Bush toont ware gezicht

Bombardementen op Bagdad

Door Wil van der Klift

Op het moment dat steeds meer landen af willen van de sancties tegen Irak laten Bush en zijn Engelse schoothondjes zien wat we de komende periode kunnen verwachten. De VS en het VK zullen, zonder de andere geallieerden daarin te kennen, op de hun eigen manier orde op zaken stellen: met geweld. Was er onder de Clinton-regering nog een zweem van ingetogenheid en bereidheid tot politieke oplossingen, dat is nu voorbij. We zijn weer terug in het tijdperk van de Rambo's.

Het moest wel heette het; het was zelfverdediging. "Voor het eerst sinds het einde van de Golfoorlog tien jaar geleden vormen Iraakse luchtdoelraketten een serieuze bedreiging voor de levens van de Amerikaanse en Engelse piloten die de naleving van het vliegverbod boven delen van Irak afdwingen", was het verhaal. "Van de top van het Pentagon tot en met de straaljagerbemanningen die vanuit Saoedi-Arabië en Turkije opereren, groeit de bezorgdheid over een kleine maar abrupte stijging van het aantal luchtdoelbatterijen in Irak en over een recente verandering van de tactiek van de Iraakse schutters, aldus Amerikaanse en geallieerde militaire functionarissen". (1)

Maar kennelijk speelt er nog iets anders mee. "De piloten en hun commandanten zitten opgezadeld met de gebrekkige strategie en tactiek die onder de regering-Clinton zijn ontwikkeld.
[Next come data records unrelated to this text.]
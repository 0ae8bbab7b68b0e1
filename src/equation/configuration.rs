//! Problem configuration
//!
//! A `ProblemConfiguration` bundles the equation with every parameter of its
//! discretisation. It is immutable for the lifetime of an engine.

use std::f64::consts::FRAC_PI_2;
use std::fmt;
use std::sync::Arc;

use crate::approximation::ProjectionRule;
use crate::equation::IntegralEquation;
use crate::error::{FredholmError, Result};
use crate::models::SeparableSine;

/// Default grid resolution N
pub const DEFAULT_GRID_POINTS: usize = 15;

/// Default offset of the fictitious points
pub const DEFAULT_EPSILON: f64 = 1e-3;

/// Default regularization constant (stored, not used by the formulas)
pub const DEFAULT_REGULARIZATION: f64 = 1e-10;

// =================================================================================================
// Problem Configuration
// =================================================================================================

/// Equation + discretisation parameters
///
/// # Fields
///
/// - `equation`: kernel, source and optional exact solution
/// - `left`, `right`: integration interval
/// - `grid_points`: resolution N (N + 1 interior nodes)
/// - `epsilon`: spacing of the four fictitious nodes outside `[left, right]`
/// - `regularization`: declared constant, carried for reporting only
/// - `rule`: projection rule, which also fixes the basis family
///
/// # Example
///
/// ```rust
/// use std::sync::Arc;
/// use fredholm_rs::equation::ProblemConfiguration;
/// use fredholm_rs::approximation::ProjectionRule;
/// use fredholm_rs::models::SeparableSine;
///
/// let config = ProblemConfiguration::new(Arc::new(SeparableSine::on(0.0, 1.0)), 0.0, 1.0)
///     .with_grid_points(20)
///     .with_rule(ProjectionRule::Projection);
///
/// assert!(config.validate().is_ok());
/// ```
#[derive(Clone)]
pub struct ProblemConfiguration {
    /// The equation to approximate
    pub equation: Arc<dyn IntegralEquation>,

    /// Left end of the interval
    pub left: f64,

    /// Right end of the interval
    pub right: f64,

    /// Grid resolution N
    pub grid_points: usize,

    /// Offset of the fictitious points
    pub epsilon: f64,

    /// Regularization constant
    ///
    /// Not referenced by the assembly: the system solved is (I − M)x = μ
    /// without a Tikhonov term.
    pub regularization: f64,

    /// Active projection rule
    pub rule: ProjectionRule,
}

impl ProblemConfiguration {
    /// Create a configuration with default discretisation parameters
    pub fn new(equation: Arc<dyn IntegralEquation>, left: f64, right: f64) -> Self {
        Self {
            equation,
            left,
            right,
            grid_points: DEFAULT_GRID_POINTS,
            epsilon: DEFAULT_EPSILON,
            regularization: DEFAULT_REGULARIZATION,
            rule: ProjectionRule::Averaging,
        }
    }

    /// The reference experiment
    ///
    /// K(s,t) = sin(s)·cos(t), f(s) = sin(s), u(s) = 2·sin(s) on [0, π/2],
    /// N = 15, Sablonnière averaging.
    pub fn reference() -> Self {
        Self::new(Arc::new(SeparableSine::reference()), 0.0, FRAC_PI_2)
    }

    /// Builder pattern: set grid resolution
    pub fn with_grid_points(mut self, grid_points: usize) -> Self {
        self.grid_points = grid_points;
        self
    }

    /// Builder pattern: set fictitious point offset
    pub fn with_epsilon(mut self, epsilon: f64) -> Self {
        self.epsilon = epsilon;
        self
    }

    /// Builder pattern: set regularization constant
    pub fn with_regularization(mut self, regularization: f64) -> Self {
        self.regularization = regularization;
        self
    }

    /// Builder pattern: set projection rule
    pub fn with_rule(mut self, rule: ProjectionRule) -> Self {
        self.rule = rule;
        self
    }

    /// Number of unknowns (basis indices −2..=N−1)
    pub fn unknowns(&self) -> usize {
        self.grid_points + 2
    }

    /// Uniform spacing of the interior nodes
    pub fn step(&self) -> f64 {
        (self.right - self.left) / self.grid_points as f64
    }

    /// Validate configuration
    ///
    /// Rule support itself is checked when the rule is built, see
    /// [`ProjectionRule::build`].
    pub fn validate(&self) -> Result<()> {
        if !self.left.is_finite() || !self.right.is_finite() {
            return Err(FredholmError::configuration("Interval bounds must be finite"));
        }
        if self.left >= self.right {
            return Err(FredholmError::configuration(format!(
                "Interval must satisfy left < right, got [{}, {}]",
                self.left, self.right
            )));
        }
        if self.grid_points == 0 {
            return Err(FredholmError::configuration("Grid points must be at least 1"));
        }
        let minimum = self.rule.min_grid_points();
        if self.grid_points < minimum {
            return Err(FredholmError::configuration(format!(
                "Rule {} needs at least {} grid points, got {}",
                self.rule.name(),
                minimum,
                self.grid_points
            )));
        }
        if !self.epsilon.is_finite() || self.epsilon <= 0.0 {
            return Err(FredholmError::configuration(format!(
                "Fictitious point offset must be positive, got {}",
                self.epsilon
            )));
        }
        if !self.regularization.is_finite() {
            return Err(FredholmError::configuration("Regularization constant is not finite"));
        }
        Ok(())
    }
}

impl fmt::Debug for ProblemConfiguration {
    fn fmt(&self, f: &mut fmt::Formatter<'_>) -> fmt::Result {
        f.debug_struct("ProblemConfiguration")
            .field("equation", &self.equation.name())
            .field("interval", &(self.left, self.right))
            .field("grid points", &self.grid_points)
            .field("epsilon", &self.epsilon)
            .field("regularization", &self.regularization)
            .field("rule", &self.rule)
            .finish()
    }
}

// =================================================================================================
// Tests
// =================================================================================================

#[cfg(test)]
mod tests {
    use super::*;

    #[test]
    fn test_reference_configuration() {
        let config = ProblemConfiguration::reference();
        assert_eq!(config.grid_points, 15);
        assert_eq!(config.left, 0.0);
        assert_eq!(config.right, FRAC_PI_2);
        assert_eq!(config.epsilon, 1e-3);
        assert_eq!(config.regularization, 1e-10);
        assert_eq!(config.rule, ProjectionRule::Averaging);
        assert_eq!(config.unknowns(), 17);
        assert!(config.validate().is_ok());
    }

    #[test]
    fn test_builder() {
        let config = ProblemConfiguration::reference()
            .with_grid_points(8)
            .with_epsilon(1e-4)
            .with_regularization(0.0)
            .with_rule(ProjectionRule::DeBoorFix1);

        assert_eq!(config.grid_points, 8);
        assert_eq!(config.epsilon, 1e-4);
        assert_eq!(config.regularization, 0.0);
        assert_eq!(config.rule, ProjectionRule::DeBoorFix1);
        assert!((config.step() - FRAC_PI_2 / 8.0).abs() < 1e-15);
    }

    #[test]
    fn test_zero_grid_points_rejected() {
        let err = ProblemConfiguration::reference()
            .with_grid_points(0)
            .validate()
            .unwrap_err();
        assert!(err.is_configuration());
        assert!(err.to_string().contains("Grid points"));
    }

    #[test]
    fn test_projection_rules_minimum_resolution() {
        for n in [1, 2] {
            let config = ProblemConfiguration::reference()
                .with_rule(ProjectionRule::Projection)
                .with_grid_points(n);
            assert!(config.validate().is_ok());
        }

        let derived = ProblemConfiguration::reference()
            .with_rule(ProjectionRule::ProjectionTrigonometric)
            .with_grid_points(2);
        assert!(derived.validate().unwrap_err().to_string().contains("at least 3"));
        assert!(derived.with_grid_points(3).validate().is_ok());
    }

    #[test]
    fn test_non_positive_epsilon_rejected() {
        assert!(ProblemConfiguration::reference().with_epsilon(0.0).validate().is_err());
        assert!(ProblemConfiguration::reference().with_epsilon(-1e-3).validate().is_err());
        assert!(ProblemConfiguration::reference().with_epsilon(f64::NAN).validate().is_err());
    }

    #[test]
    fn test_reversed_interval_rejected() {
        let config = ProblemConfiguration::new(Arc::new(SeparableSine::on(1.0, 0.0)), 1.0, 0.0);
        assert!(config.validate().unwrap_err().is_configuration());
    }

    #[test]
    fn test_debug_shows_equation_name() {
        let text = format!("{:?}", ProblemConfiguration::reference());
        assert!(text.contains("Separable Sine"));
    }
}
De vliegeniers krijgen het bevel om doelen van weinig militair belang aan te vallen, terwijl ze moeten opereren in een omgeving die steeds gevaarlijker wordt". (1)

Bush wil kennelijk een agressievere aanpak, niet meer symbolisch, maar aanvallend. Alles wijst erop dat het Pentagon de leiding krijgt bij de nieuwe strategie jegens Irak. "Saddams weigering om de wapeninspecteurs van de VN naar zijn raketten en massavernietigingswapens te laten zoeken, betekent een schending van het staakt-het-vuren dat een eind maakte aan de Golfoorlog en vormt een wezenlijke grondslag voor nieuwe geallieerde militaire campagnes tegen Irak", heet het excuus. (1)

Ook in Groot-Brittannië vond de regering dat "een gerichtere en effectievere strategie vereist was om het voortduren van de militaire acties te rechtvaardigen". Daar meende men dat "de tijd voor symbolische militaire acties tegen Saddam voorbij is. We moeten het nu hard spelen, of vertrekken". (1)

Deze nieuwe houding staat volstrekt haaks op de afnemende steun voor de economische sancties tegen Irak. De bombardementen waren daarom niet alleen gericht tegen Saddam Hoessein, maar evenzeer en wellicht zelfs vooral tegen de westerse bondgenoten en andere staten die af willen van de sancties. Uiteraard spelen bij landen als Rusland en Frankrijk, die tot die landen behoren, eigen oliebelangen een grote rol. De bombardementen zijn daarom vooral een signaal uit Washington en Londen dat de Iraakse olievelden hun 'eigendom' zijn.

De rol van Irak in het Midden-Oosten wordt bovendien weer steeds belangrijker. Vooral in Palestina wordt er openlijk steun betuigd aan Saddam Hoessein. De toenemende kans op chaos en oorlog in Palestina en de groeiende sympathie voor Irak vormen ook een belangrijke reden voor de bombardementen. Het is maar dat de wereld het weet. De belangen van het Noord-Amerikaanse, Britse en Israëlische kapitaal zullen ten koste van alles worden verdedigd. De tijd van diplomatieke oplossingen is voorbij, het wapengekletter zal weer te horen zijn, ten koste van het bloed van velen. Dat is het signaal van de bombardementen op Bagdad. Er was geen sprake van een routineklus, maar van een politieke omslag.

FD, 17-2-2001, Jim Hoagland/The Washington Post.